### Activity
In the entries below, find the line with "const PASSWORD_FIELD: &str" and the line with "let element = input.value();". Return those two lines and all lines between them, exactly.

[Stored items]
[Start of section]

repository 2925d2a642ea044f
use crate::core::data::colour::Colour;
use crate::core::data::grid::{GridCell, GridDims};
use std::error::Error;
use std::fmt;

const BYTES_PER_PIXEL: usize = 3;

fn grid_to_buffer_size(grid: GridDims) -> usize {
    grid.cell_count() * BYTES_PER_PIXEL
}

#[derive(Debug, Clone, PartialEq)]
pub enum PixelBufferError {
    CellOutsideBounds { cell: GridCell, grid: GridDims },
}

impl fmt::Display for PixelBufferError {
    fn fmt(&self, f: &mut fmt::Formatter<'_>) -> fmt::Result {
        match self {
            Self::CellOutsideBounds { cell, grid } => {
                write!(
                    f,
                    "cell at row:{}, col:{} outside of grid {}x{}",
                    cell.row,
                    cell.col,
                    grid.rows(),
                    grid.cols()
                )
            }
        }
    }
}

impl Error for PixelBufferError {}

pub type PixelBufferData = Vec<u8>;

/// Packed RGB, one pixel per grid cell, row-major.
#[derive(Debug, Clone)]
pub struct PixelBuffer {
    grid: GridDims,
    buffer: PixelBufferData,
}

impl PixelBuffer {
    #[must_use]
    pub fn new(grid: GridDims) -> Self {
        Self {
            grid,
            buffer: vec![0; grid_to_buffer_size(grid)],
        }
    }

    #[must_use]
    pub fn grid(&self) -> GridDims {
        self.grid
    }

    #[must_use]
    pub fn buffer(&self) -> &PixelBufferData {
        &self.buffer
    }

    pub fn set_pixel(&mut self, cell: GridCell, colour: Colour) -> Result<(), PixelBufferError> {
        let Some(index) = self.grid.index_of(cell) else {
            return Err(PixelBufferError::CellOutsideBounds {
                cell,
                grid: self.grid,
            });
        };

        let offset = index * BYTES_PER_PIXEL;
        self.buffer[offset] = colour.r;
        self.buffer[offset + 1] = colour.g;
        self.buffer[offset + 2] = colour.b;

        Ok(())
    }

    #[must_use]
    pub fn pixel(&self, cell: GridCell) -> Option<Colour> {
        let offset = self.grid.index_of(cell)? * BYTES_PER_PIXEL;

        Some(Colour {
            r: self.buffer[offset],
            g: self.buffer[offset + 1],
            b: self.buffer[offset + 2],
        })
    }
}

#[cfg(test)]
mod tests {
    use super::*;

    fn grid(rows: u32, cols: u32) -> GridDims {
        GridDims::new(rows, cols).unwrap()
    }

    #[test]
    fn test_new_creates_zeroed_buffer() {
        let buffer = PixelBuffer::new(grid(10, 10));

        assert_eq!(buffer.grid(), grid(10, 10));
        assert_eq!(buffer.buffer().len(), 300); // 10 * 10 * 3
        assert!(buffer.buffer().iter().all(|&b| b == 0));
    }

    #[test]
    fn test_set_pixel_uses_row_major_layout() {
        let mut buffer = PixelBuffer::new(grid(2, 3));
        let red = Colour { r: 255, g: 0, b: 0 };

        buffer.set_pixel(GridCell::new(1, 2), red).unwrap();

        assert_eq!(&buffer.buffer()[15..18], &[255, 0, 0]);
        assert_eq!(buffer.pixel(GridCell::new(1, 2)), Some(red));
        assert_eq!(buffer.pixel(GridCell::new(0, 2)), Some(Colour::BLACK));
    }

    #[test]
    fn test_set_pixel_outside_bounds() {
        let mut buffer = PixelBuffer::new(grid(3, 3));
        let result = buffer.set_pixel(GridCell::new(3, 1), Colour::BLACK);

        assert_eq!(
            result,
            Err(PixelBufferError::CellOutsideBounds {
                cell: GridCell::new(3, 1),
                grid: grid(3, 3)
            })
        );
        assert_eq!(buffer.pixel(GridCell::new(3, 1)), None);
    }
}
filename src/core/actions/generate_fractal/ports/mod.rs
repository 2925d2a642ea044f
pub mod fractal_algorithm;
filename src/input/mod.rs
//! Input adapters that drive a session from outside the library.

#[cfg(feature = "gui")]
pub mod gui;
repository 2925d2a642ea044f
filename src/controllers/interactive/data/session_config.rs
use crate::controllers::interactive::errors::config::SessionConfigError;
use crate::core::data::grid::GridDims;
use crate::core::fractals::mandelbrot::params::EvalParams;
use std::time::Duration;

const DEFAULT_ROWS: u32 = 40;
const DEFAULT_COLS: u32 = 120;
const DEFAULT_ZOOM_DURATION: Duration = Duration::from_secs(1);
// 24 frames per second
const DEFAULT_FRAME_INTERVAL: Duration = Duration::from_nanos(1_000_000_000 / 24);

/// Session parameters, immutable once a session is built.
#[derive(Debug, Clone, Copy, PartialEq)]
pub struct SessionConfig {
    pub grid: GridDims,
    pub eval: EvalParams,
    pub zoom_duration: Duration,
    pub frame_interval: Duration,
    /// Classify cells on rayon's pool; the sink is still driven from the caller.
    pub parallel: bool,
}

impl Default for SessionConfig {
    fn default() -> Self {
        Self {
            grid: GridDims::new(DEFAULT_ROWS, DEFAULT_COLS)
                .expect("default grid dimensions are valid"),
            eval: EvalParams::default(),
            zoom_duration: DEFAULT_ZOOM_DURATION,
            frame_interval: DEFAULT_FRAME_INTERVAL,
            parallel: true,
        }
    }
}

impl SessionConfig {
    pub fn new(
        rows: u32,
        cols: u32,
        bailout: f64,
        max_iterations: u32,
        zoom_duration: Duration,
    ) -> Result<Self, SessionConfigError> {
        let config = Self {
            grid: GridDims::new(rows, cols)?,
            eval: EvalParams::new(bailout, max_iterations)?,
            zoom_duration,
            ..Self::default()
        };

        config.validate()?;
        Ok(config)
    }

    pub fn validate(&self) -> Result<(), SessionConfigError> {
        if self.zoom_duration.is_zero() {
            return Err(SessionConfigError::ZeroZoomDuration);
        }

        if self.frame_interval.is_zero() {
            return Err(SessionConfigError::ZeroFrameInterval);
        }

        Ok(())
    }
}

#[cfg(test)]
mod tests {
    use super::*;
    use crate::core::data::grid::GridDimsError;
    use crate::core::fractals::mandelbrot::errors::EvalParamsError;

    #[test]
    fn default_config_is_valid() {
        let config = SessionConfig::default();

        assert_eq!(config.validate(), Ok(()));
        assert_eq!(config.grid.rows(), 40);
        assert_eq!(config.grid.cols(), 120);
        assert_eq!(config.eval.bailout(), 16.0);
        assert_eq!(config.eval.max_iterations(), 5000);
        assert_eq!(config.frame_interval.as_millis(), 41);
    }

    #[test]
    fn new_rejects_each_invalid_parameter() {
        let second = Duration::from_secs(1);

        assert_eq!(
            SessionConfig::new(0, 10, 2.0, 10, second),
            Err(SessionConfigError::Grid(GridDimsError::InvalidSize { rows: 0, cols: 10 }))
        );
        assert_eq!(
            SessionConfig::new(10, 10, -1.0, 10, second),
            Err(SessionConfigError::Eval(EvalParamsError::InvalidBailout { bailout: -1.0 }))
        );
        assert_eq!(
            SessionConfig::new(10, 10, 2.0, 0, second),
            Err(SessionConfigError::Eval(EvalParamsError::ZeroMaxIterations))
        );
        assert_eq!(
            SessionConfig::new(10, 10, 2.0, 10, Duration::ZERO),
            Err(SessionConfigError::ZeroZoomDuration)
        );
    }

    #[test]
    fn validate_rejects_zero_frame_interval() {
        let config = SessionConfig {
            frame_interval: Duration::ZERO,
            ..SessionConfig::default()
        };

        assert_eq!(config.validate(), Err(SessionConfigError::ZeroFrameInterval));
    }

    #[test]
    fn new_keeps_default_cadence() {
        let config = SessionConfig::new(8, 16, 2.0, 100, Duration::from_millis(250)).unwrap();

        assert_eq!(config.frame_interval, SessionConfig::default().frame_interval);
        assert_eq!(config.zoom_duration, Duration::from_millis(250));
        assert!(config.parallel);
    }
}
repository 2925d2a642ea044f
pub mod gui_app;
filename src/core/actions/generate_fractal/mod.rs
pub mod generate_fractal;
pub mod generate_fractal_rayon;
pub mod ports;
pub mod run_gui;
use crate::core::actions::generate_fractal::ports::fractal_algorithm::FractalAlgorithm;
use crate::core::data::grid::GridDims;

/// Computes every cell of `grid` in row-major order on the calling thread.
pub fn generate_fractal<Alg: FractalAlgorithm>(
    grid: GridDims,
    algorithm: &Alg,
) -> Result<Vec<Alg::Success>, Alg::Failure> {
    grid.cells().map(|cell| algorithm.compute(cell)).collect()
}
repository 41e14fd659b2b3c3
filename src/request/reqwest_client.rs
//! HTTP transport using reqwest
//!
//! Two reqwest clients share one cookie jar: one follows redirects, the other
//! stops at the first response so callers can see the redirect itself.

use std::sync::Arc;

use encoding_rs::{Encoding, UTF_8};
use reqwest::header::{CONTENT_TYPE, HeaderValue};
use reqwest::{Client, cookie::Jar, redirect::Policy};
use tracing::debug;
use url::Url;

use super::{HttpClient, HttpResponse, Method};
use crate::error::Result;

#[derive(Debug, Clone)]
pub struct ReqwestClient {
    base_url: Url,
    following: Client,
    direct: Client,
}

impl ReqwestClient {
    pub fn new(base_url: &str) -> Result<Self> {
        let base_url = Url::parse(base_url)?;
        let jar = Arc::new(Jar::default());
        let following = Client::builder()
            .cookie_provider(Arc::clone(&jar))
            .build()?;
        let direct = Client::builder()
            .cookie_provider(jar)
            .redirect(Policy::none())
            .build()?;

        Ok(Self {
            base_url,
            following,
            direct,
        })
    }
}

#[derive(Debug, Clone)]
pub struct ReqwestResponse {
    status: u16,
    url: String,
    text: String,
    content: Vec<u8>,
}

impl HttpResponse for ReqwestResponse {
    fn status(&self) -> u16 {
        self.status
    }

    fn url(&self) -> &str {
        &self.url
    }

    fn text(&self) -> &str {
        &self.text
    }

    fn content(&self) -> &[u8] {
        &self.content
    }
}

/// Encoding named by the `charset` parameter of a Content-Type header.
fn header_encoding(content_type: Option<&HeaderValue>) -> &'static Encoding {
    content_type
        .and_then(|value| value.to_str().ok())
        .and_then(|value| {
            value.split(';').skip(1).find_map(|param| {
                let (name, label) = param.split_once('=')?;
                name.trim()
                    .eq_ignore_ascii_case("charset")
                    .then(|| label.trim().trim_matches('"'))
            })
        })
        .and_then(|label| Encoding::for_label(label.as_bytes()))
        .unwrap_or(UTF_8)
}

impl From<Method> for reqwest::Method {
    fn from(method: Method) -> reqwest::Method {
        match method {
            Method::Get => reqwest::Method::GET,
            Method::Post => reqwest::Method::POST,
        }
    }
}

impl HttpClient for ReqwestClient {
    type Response = ReqwestResponse;

    fn base_url(&self) -> &Url {
        &self.base_url
    }

    async fn request(
        &self,
        method: Method,
        url: &str,
        data: Option<&[(String, String)]>,
        params: &[(&str, &str)],
        follow_redirects: bool,
    ) -> Result<ReqwestResponse> {
        let url = self.base_url.join(url)?;
        debug!(%method, path = url.path(), follow_redirects, "sending request");

        let client = if follow_redirects {
            &self.following
        } else {
            &self.direct
        };
        let mut builder = client.request(method.into(), url);
        if !params.is_empty() {
            builder = builder.query(params);
        }
        if let Some(data) = data {
            builder = builder.form(data);
        }

        let resp = builder.send().await?;
        let status = resp.status().as_u16();
        debug!(status, path = resp.url().path(), "received response");
        let url = resp.url().to_string();
        let encoding = header_encoding(resp.headers().get(CONTENT_TYPE));
        let content = resp.bytes().await?.to_vec();
        let text = encoding.decode(&content).0.into_owned();

        Ok(ReqwestResponse {
            status,
            url,
            text,
            content,
        })
    }
}
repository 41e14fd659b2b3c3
//! University single sign-on.
//!
//! Every registration application starts its login by redirecting to the
//! same sign-on page. This module turns that page into the credential
//! submission request; it performs no I/O, the caller sends the request.

use scraper::ElementRef;
use tracing::debug;
use url::Url;

use crate::contract::check_exact_url;
use crate::dom;
use crate::error::{Result, structure};
use crate::request::{HttpResponse, Method, Request};

pub const SSO_LOGIN_URL: &str = "https://web2.cc.ntu.edu.tw/p/s/login2/p1.php";

const LOGIN_FORM: &str = r#"#content > form[name="p1"]"#;
const USERNAME_FIELD: &str = "user";
const PASSWORD_FIELD: &str = "pass";

/// Fields a browser would submit with `form`, in document order. `None` marks
/// a field without a value, such as an unchecked checkbox.
pub fn form_fields(form: ElementRef<'_>) -> Vec<(String, Option<String>)> {
    let mut fields: Vec<(String, Option<String>)> = Vec::new();
    for element in form.descendants().filter_map(ElementRef::wrap) {
        let Some(name) = element.value().attr("name") else {
            continue;
        };
        let value = match element.value().name() {
            "input" => input_value(element),
            "textarea" => Some(dom::text_content(element)),
            "select" => select_value(element),
            _ => continue,
        };
        match fields.iter_mut().find(|(key, _)| key == name) {
            // radio groups share a name, the checked one supplies the value
            Some(existing) => {
                if existing.1.is_none() {
                    existing.1 = value;
                }
            }
            None => fields.push((name.to_string(), value)),
        }
    }
    fields
}

fn input_value(input: ElementRef<'_>) -> Option<String> {
    let element = input.value();
    let kind = element.attr("type").unwrap_or("text").to_ascii_lowercase();
    if kind == "checkbox" || kind == "radio" {
        return element
            .attr("checked")
            .map(|_| element.attr("value").unwrap_or("on").to_string());
    }
    element.attr("value").map(str::to_string)
}

fn select_value(select: ElementRef<'_>) -> Option<String> {
    let options = dom::select_from(select, "option").ok()?;
    let option = options
        .iter()
        .find(|option| option.value().attr("selected").is_some())
        .or_else(|| options.first())?;
    Some(
        option
            .value()
            .attr("value")
            .map(str::to_string)
            .unwrap_or_else(|| dom::text_content(*option)),
    )
}

/// Builds the credential submission for the sign-on page in `response`.
///
/// All fields other than the username and password are carried over unchanged.
pub fn login(response: &impl HttpResponse, username: &str, password: &str) -> Result<Request> {
    response.raise_for_status()?;
    check_exact_url(response.url(), SSO_LOGIN_URL)?;

    let document = dom::document_from_string(response.text());
    let form = dom::select_one(&document, LOGIN_FORM)?;

    let mut fields = form_fields(form);
    for (field, credential) in [(USERNAME_FIELD, username), (PASSWORD_FIELD, password)] {
        let (_, value) = fields
            .iter_mut()
            .find(|(key, _)| key == field)
            .ok_or_else(|| structure(format!("sign-on form has no {field:?} field")))?;
        *value = Some(credential.to_string());
    }

    let method = form
        .value()
        .attr("method")
        .unwrap_or("GET")
        .to_ascii_uppercase();
    if method != "POST" {
        return Err(structure(format!("sign-on form method is {method:?}")));
    }

    let action = form
        .value()
        .attr("action")
        .ok_or_else(|| structure("sign-on form has no action"))?;
    let url = Url::parse(response.url())?.join(action)?;

    let data = fields
        .into_iter()
        .map(|(key, value)| match value {
            Some(value) => Ok((key, value)),
            None => Err(structure(format!("sign-on form field {key:?} has no value"))),
        })
        .collect::<Result<Vec<_>>>()?;
    debug!(fields = data.len(), action = url.path(), "built sign-on request");

    Ok(Request {
        method: Method::Post,
        url: url.into(),
        data,
    })
}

[End of section]

### Response to this exercise
const PASSWORD_FIELD: &str = "pass";

/// Fields a browser would submit with `form`, in document order. `None` marks
/// a field without a value, such as an unchecked checkbox.
pub fn form_fields(form: ElementRef<'_>) -> Vec<(String, Option<String>)> {
    let mut fields: Vec<(String, Option<String>)> = Vec::new();
    for element in form.descendants().filter_map(ElementRef::wrap) {
        let Some(name) = element.value().attr("name") else {
            continue;
        };
        let value = match element.value().name() {
            "input" => input_value(element),
            "textarea" => Some(dom::text_content(element)),
            "select" => select_value(element),
            _ => continue,
        };
        match fields.iter_mut().find(|(key, _)| key == name) {
            // radio groups share a name, the checked one supplies the value
            Some(existing) => {
                if existing.1.is_none() {
                    existing.1 = value;
                }
            }
            None => fields.push((name.to_string(), value)),
        }
    }
    fields
}

fn input_value(input: ElementRef<'_>) -> Option<String> {
    let element = input.value();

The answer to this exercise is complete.